If a line in the records below contains the word "crate", copy it.

PROVIDED RECORDS:
---

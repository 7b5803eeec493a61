/// Detached message signatures, text-encoded as base64.
use crate::blockchain::to_public_key;
use crate::crypto::{verify_signature, KeyPair, SIGNATURE_LEN};
use crate::errors::{WalletError, WalletResult};
use base64::{engine::general_purpose::STANDARD as BASE64, Engine};

/// Sign `message` with a raw private key (32-byte secret or 64-byte keypair).
pub fn sign_message(private_key: &[u8], message: &[u8]) -> WalletResult<String> {
    let keypair = KeyPair::from_private_key(private_key)?;
    Ok(sign_message_with(&keypair, message))
}

pub fn sign_message_with(keypair: &KeyPair, message: &[u8]) -> String {
    BASE64.encode(keypair.sign(message))
}

/// Verify a base64 signature against the key behind `address`.
///
/// Malformed input is an error. A signature that does not match is `Ok(false)`.
pub fn verify_message(signature: &str, message: &[u8], address: &str) -> WalletResult<bool> {
    let decoded = BASE64.decode(signature.trim())?;
    let signature: [u8; SIGNATURE_LEN] = decoded.as_slice().try_into().map_err(|_| {
        WalletError::SignatureError(format!(
            "Invalid signature length: expected {} bytes, got {}",
            SIGNATURE_LEN,
            decoded.len()
        ))
    })?;

    let public_key = to_public_key(address)?;
    verify_signature(&public_key, message, &signature)
}
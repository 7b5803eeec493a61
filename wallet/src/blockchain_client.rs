/// REST client for UMI nodes
///
/// Talks to the node API and, on the current chain, the statistics service.
/// Endpoints and the send version come from an explicit [`NetworkConfig`].
use crate::api::types::{
    BalanceResponse, BalanceType, SendResponse, TransactionInfo, TransactionResponse,
    TransactionsResponse,
};
use crate::blockchain::{Address, Amount};
use crate::config_store::{Chain, NetworkConfig};
use crate::errors::{WalletError, WalletResult};
use crate::transaction::SignedTransaction;
use crate::wallet::Wallet;
use reqwest::{Client, StatusCode};
use serde_json::Value;

/// HTTP client for a UMI node
pub struct UmiClient {
    client: Client,
    config: NetworkConfig,
}

impl UmiClient {
    pub fn new(config: NetworkConfig) -> WalletResult<Self> {
        config.validate()?;

        let client = Client::builder()
            .timeout(config.timeout())
            .build()
            .map_err(|e| {
                WalletError::NetworkError(format!("Failed to create HTTP client: {}", e))
            })?;

        Ok(UmiClient { client, config })
    }

    pub fn config(&self) -> &NetworkConfig {
        &self.config
    }

    /// Account balance in minor units. An unknown account reads as zero.
    pub async fn get_balance(
        &self,
        address: &str,
        balance_type: BalanceType,
    ) -> WalletResult<BalanceResponse> {
        Address::decode(address)?;
        let url = format!("{}/api/addresses/{}/account", self.config.node_url(), address);
        let response = self.get_json(&url, &[]).await?;
        parse_balance(address, balance_type, &response)
    }

    pub async fn get_transactions(
        &self,
        address: &str,
        limit: Option<u32>,
        offset: Option<u32>,
    ) -> WalletResult<TransactionsResponse> {
        Address::decode(address)?;
        let url = format!(
            "{}/api/addresses/{}/transactions",
            self.config.node_url(),
            address
        );
        let response = self.get_json(&url, &paging(limit, offset)).await?;
        parse_transactions(&response)
    }

    /// Incoming transfers, from the statistics service.
    pub async fn get_received_transactions(
        &self,
        address: &str,
        limit: Option<u32>,
        offset: Option<u32>,
    ) -> WalletResult<TransactionsResponse> {
        self.stats_transactions(address, "received", limit, offset)
            .await
    }

    /// Outgoing transfers, from the statistics service.
    pub async fn get_sent_transactions(
        &self,
        address: &str,
        limit: Option<u32>,
        offset: Option<u32>,
    ) -> WalletResult<TransactionsResponse> {
        self.stats_transactions(address, "sended", limit, offset)
            .await
    }

    pub async fn get_transaction(&self, hash: &str) -> WalletResult<TransactionResponse> {
        if !hash.chars().all(|c| c.is_ascii_hexdigit()) || hash.is_empty() {
            return Err(WalletError::ValidationError(format!(
                "Invalid transaction hash: {}",
                hash
            )));
        }

        match self.config.chain {
            Chain::Legend => {
                let url = format!("{}/api/transactions/{}", self.config.node_url(), hash);
                let response = self.get_json(&url, &[]).await?;
                parse_node_transaction(&response)
            }
            Chain::Current => {
                let url = format!("{}/transactions/{}", self.config.stats_endpoint()?, hash);
                let response = self.get_json(&url, &[]).await?;
                Ok(serde_json::from_value(response)?)
            }
        }
    }

    /// Submit a signed transfer to the mempool.
    pub async fn send(&self, transaction: &SignedTransaction) -> WalletResult<SendResponse> {
        if transaction.version() != self.config.send_version() {
            log::warn!(
                "Sending {:?} transaction to a {:?} node",
                transaction.version(),
                self.config.chain
            );
        }

        let url = format!("{}/api/mempool", self.config.node_url());
        let body = serde_json::json!({ "data": transaction.to_base64() });
        let response = self
            .client
            .post(&url)
            .json(&body)
            .send()
            .await
            .map_err(|e| WalletError::NetworkError(format!("HTTP request failed: {}", e)))?;

        let status = response.status();
        let response = read_json(status, response.text().await?)?;
        let reply: SendResponse = serde_json::from_value(response)?;

        match (&reply.error, reply.hash()) {
            (Some(error), _) => log::warn!("Node rejected transaction: {}", error.message),
            (None, Some(hash)) => log::info!("Transaction accepted: {}", hash),
            (None, None) => log::warn!("Node reply carries neither hash nor error"),
        }
        Ok(reply)
    }

    /// Build, sign and submit a transfer from the wallet's own address.
    pub async fn transfer(
        &self,
        wallet: &Wallet,
        to: &str,
        amount: Amount,
    ) -> WalletResult<SendResponse> {
        let signed = wallet.transfer(to, amount, self.config.send_version())?;
        self.send(&signed).await
    }

    async fn stats_transactions(
        &self,
        address: &str,
        direction: &str,
        limit: Option<u32>,
        offset: Option<u32>,
    ) -> WalletResult<TransactionsResponse> {
        Address::decode(address)?;
        let url = format!(
            "{}/address/{}/transactions/{}",
            self.config.stats_endpoint()?,
            address,
            direction
        );
        let response = self.get_json(&url, &paging(limit, offset)).await?;
        parse_stats_transactions(&response)
    }

    async fn get_json(&self, url: &str, query: &[(&str, u32)]) -> WalletResult<Value> {
        log::debug!("GET {}", url);
        let response = self
            .client
            .get(url)
            .query(query)
            .send()
            .await
            .map_err(|e| WalletError::NetworkError(format!("HTTP request failed: {}", e)))?;

        let status = response.status();
        read_json(status, response.text().await?)
    }
}

fn paging(limit: Option<u32>, offset: Option<u32>) -> Vec<(&'static str, u32)> {
    let mut query = Vec::new();
    if let Some(limit) = limit {
        query.push(("limit", limit));
    }
    if let Some(offset) = offset {
        query.push(("offset", offset));
    }
    query
}

/// The node reports failures in a JSON body, often with a non-2xx status.
fn read_json(status: StatusCode, body: String) -> WalletResult<Value> {
    match serde_json::from_str(&body) {
        Ok(value) => Ok(value),
        Err(_) if !status.is_success() => {
            Err(WalletError::NetworkError(format!("HTTP error: {}", status)))
        }
        Err(e) => Err(WalletError::InvalidResponse(format!(
            "Failed to parse response: {}",
            e
        ))),
    }
}

fn parse_balance(
    address: &str,
    balance_type: BalanceType,
    response: &Value,
) -> WalletResult<BalanceResponse> {
    let balance = if response.get("error").is_some() {
        Amount::ZERO
    } else {
        let minor_units = response
            .get("data")
            .and_then(|data| data.get(balance_type.field()))
            .and_then(Value::as_u64)
            .ok_or_else(|| {
                WalletError::InvalidResponse(format!("Missing {}", balance_type.field()))
            })?;
        Amount::from_minor_units(i128::from(minor_units))?
    };

    Ok(BalanceResponse {
        address: address.to_string(),
        balance_type,
        balance,
    })
}

fn parse_transactions(response: &Value) -> WalletResult<TransactionsResponse> {
    if response.get("error").is_some() {
        return Ok(TransactionsResponse::default());
    }

    let data = response
        .get("data")
        .ok_or_else(|| WalletError::InvalidResponse("Missing data".to_string()))?;
    Ok(serde_json::from_value(data.clone())?)
}

fn parse_stats_transactions(response: &Value) -> WalletResult<TransactionsResponse> {
    if response.get("status").and_then(Value::as_str) == Some("error") {
        return Ok(TransactionsResponse::default());
    }

    let items: Vec<TransactionInfo> = match response.get("data") {
        Some(data) => serde_json::from_value(data.clone())?,
        None => Vec::new(),
    };
    let total_count = response
        .get("limit")
        .and_then(Value::as_u64)
        .unwrap_or(items.len() as u64);

    Ok(TransactionsResponse { total_count, items })
}

fn parse_node_transaction(response: &Value) -> WalletResult<TransactionResponse> {
    if response.get("error").is_some() {
        return Ok(TransactionResponse::not_found());
    }

    let data = response
        .get("data")
        .ok_or_else(|| WalletError::InvalidResponse("Missing data".to_string()))?;
    Ok(TransactionResponse::found(serde_json::from_value(
        data.clone(),
    )?))
}
//! Response types exchanged with the UMI node and statistics service.

pub mod types;
use crate::blockchain::Amount;
use serde::{Deserialize, Serialize};

/// Which of the node's account balances to read.
#[derive(Debug, Clone, Copy, Default, PartialEq, Eq, Hash, Serialize, Deserialize)]
#[serde(rename_all = "camelCase")]
pub enum BalanceType {
    #[default]
    Confirmed,
    Unconfirmed,
    Composed,
}

impl BalanceType {
    /// Field name inside the node's account object.
    pub fn field(self) -> &'static str {
        match self {
            BalanceType::Confirmed => "confirmedBalance",
            BalanceType::Unconfirmed => "unconfirmedBalance",
            BalanceType::Composed => "composedBalance",
        }
    }
}

#[derive(Debug, Clone, PartialEq, Eq, Serialize, Deserialize)]
#[serde(rename_all = "camelCase")]
pub struct BalanceResponse {
    pub address: String,
    pub balance_type: BalanceType,
    pub balance: Amount,
}

/// A transaction as reported by the node or the statistics service.
///
/// Only the commonly used fields are typed; everything else is kept in `extra`.
#[derive(Debug, Clone, PartialEq, Serialize, Deserialize)]
#[serde(rename_all = "camelCase")]
pub struct TransactionInfo {
    #[serde(default)]
    pub hash: Option<String>,
    #[serde(default)]
    pub height: Option<u64>,
    #[serde(default)]
    pub confirmed_at: Option<String>,
    #[serde(default, rename = "type")]
    pub kind: Option<String>,
    #[serde(default)]
    pub sender_address: Option<String>,
    #[serde(default)]
    pub recipient_address: Option<String>,
    /// Minor units.
    #[serde(default)]
    pub value: Option<u64>,
    #[serde(flatten)]
    pub extra: serde_json::Map<String, serde_json::Value>,
}

#[derive(Debug, Clone, Default, PartialEq, Serialize, Deserialize)]
#[serde(rename_all = "camelCase")]
pub struct TransactionsResponse {
    #[serde(default)]
    pub total_count: u64,
    #[serde(default)]
    pub items: Vec<TransactionInfo>,
}

#[derive(Debug, Clone, PartialEq, Eq, Serialize, Deserialize)]
pub struct ApiError {
    #[serde(default)]
    pub code: i64,
    #[serde(default)]
    pub message: String,
}

#[derive(Debug, Clone, PartialEq, Eq, Serialize, Deserialize)]
pub struct SendData {
    pub hash: String,
}

/// Node reply to a mempool submission.
#[derive(Debug, Clone, PartialEq, Eq, Serialize, Deserialize)]
pub struct SendResponse {
    #[serde(default)]
    pub data: Option<SendData>,
    #[serde(default)]
    pub error: Option<ApiError>,
}

impl SendResponse {
    pub fn is_success(&self) -> bool {
        self.error.is_none() && self.data.is_some()
    }

    pub fn hash(&self) -> Option<&str> {
        self.data.as_ref().map(|data| data.hash.as_str())
    }
}

#[derive(Debug, Clone, PartialEq, Serialize, Deserialize)]
pub struct TransactionResponse {
    pub status: String,
    #[serde(default)]
    pub code: Option<i64>,
    #[serde(default)]
    pub data: Option<TransactionInfo>,
}

impl TransactionResponse {
    pub fn not_found() -> Self {
        Self {
            status: "error".to_string(),
            code: Some(500),
            data: None,
        }
    }

    pub fn found(data: TransactionInfo) -> Self {
        Self {
            status: "success".to_string(),
            code: None,
            data: Some(data),
        }
    }

    pub fn is_success(&self) -> bool {
        self.status == "success" && self.data.is_some()
    }
}

#[cfg(test)]
mod tests {
    use super::*;

    #[test]
    fn test_transaction_info_keeps_unknown_fields() {
        let info: TransactionInfo = serde_json::from_str(
            r#"{
                "hash": "ab12",
                "height": 7,
                "type": "send",
                "senderAddress": "umi1a",
                "recipientAddress": "umi1b",
                "value": 1,
                "fee": 0
            }"#,
        )
        .unwrap();

        assert_eq!(info.kind.as_deref(), Some("send"));
        assert_eq!(info.value, Some(1));
        assert_eq!(info.extra.get("fee"), Some(&serde_json::json!(0)));
        assert_eq!(info.confirmed_at, None);
    }

    #[test]
    fn test_send_response_variants() {
        let ok: SendResponse = serde_json::from_str(r#"{"data":{"hash":"ff00"}}"#).unwrap();
        assert!(ok.is_success());
        assert_eq!(ok.hash(), Some("ff00"));

        let rejected: SendResponse =
            serde_json::from_str(r#"{"error":{"code":400,"message":"invalid signature"}}"#)
                .unwrap();
        assert!(!rejected.is_success());
        assert_eq!(rejected.error.unwrap().message, "invalid signature");
    }

    #[test]
    fn test_balance_type_fields() {
        assert_eq!(BalanceType::default().field(), "confirmedBalance");
        assert_eq!(BalanceType::Composed.field(), "composedBalance");
        assert_eq!(
            serde_json::to_value(BalanceType::Unconfirmed).unwrap(),
            "unconfirmed"
        );
    }
}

---

REPLY:
use crate::blockchain::to_public_key;
use crate::crypto::{verify_signature, KeyPair, SIGNATURE_LEN};
use crate::errors::{WalletError, WalletResult};
use crate::api::types::{
use crate::blockchain::{Address, Amount};
use crate::config_store::{Chain, NetworkConfig};
use crate::errors::{WalletError, WalletResult};
use crate::transaction::SignedTransaction;
use crate::wallet::Wallet;
use crate::blockchain::Amount;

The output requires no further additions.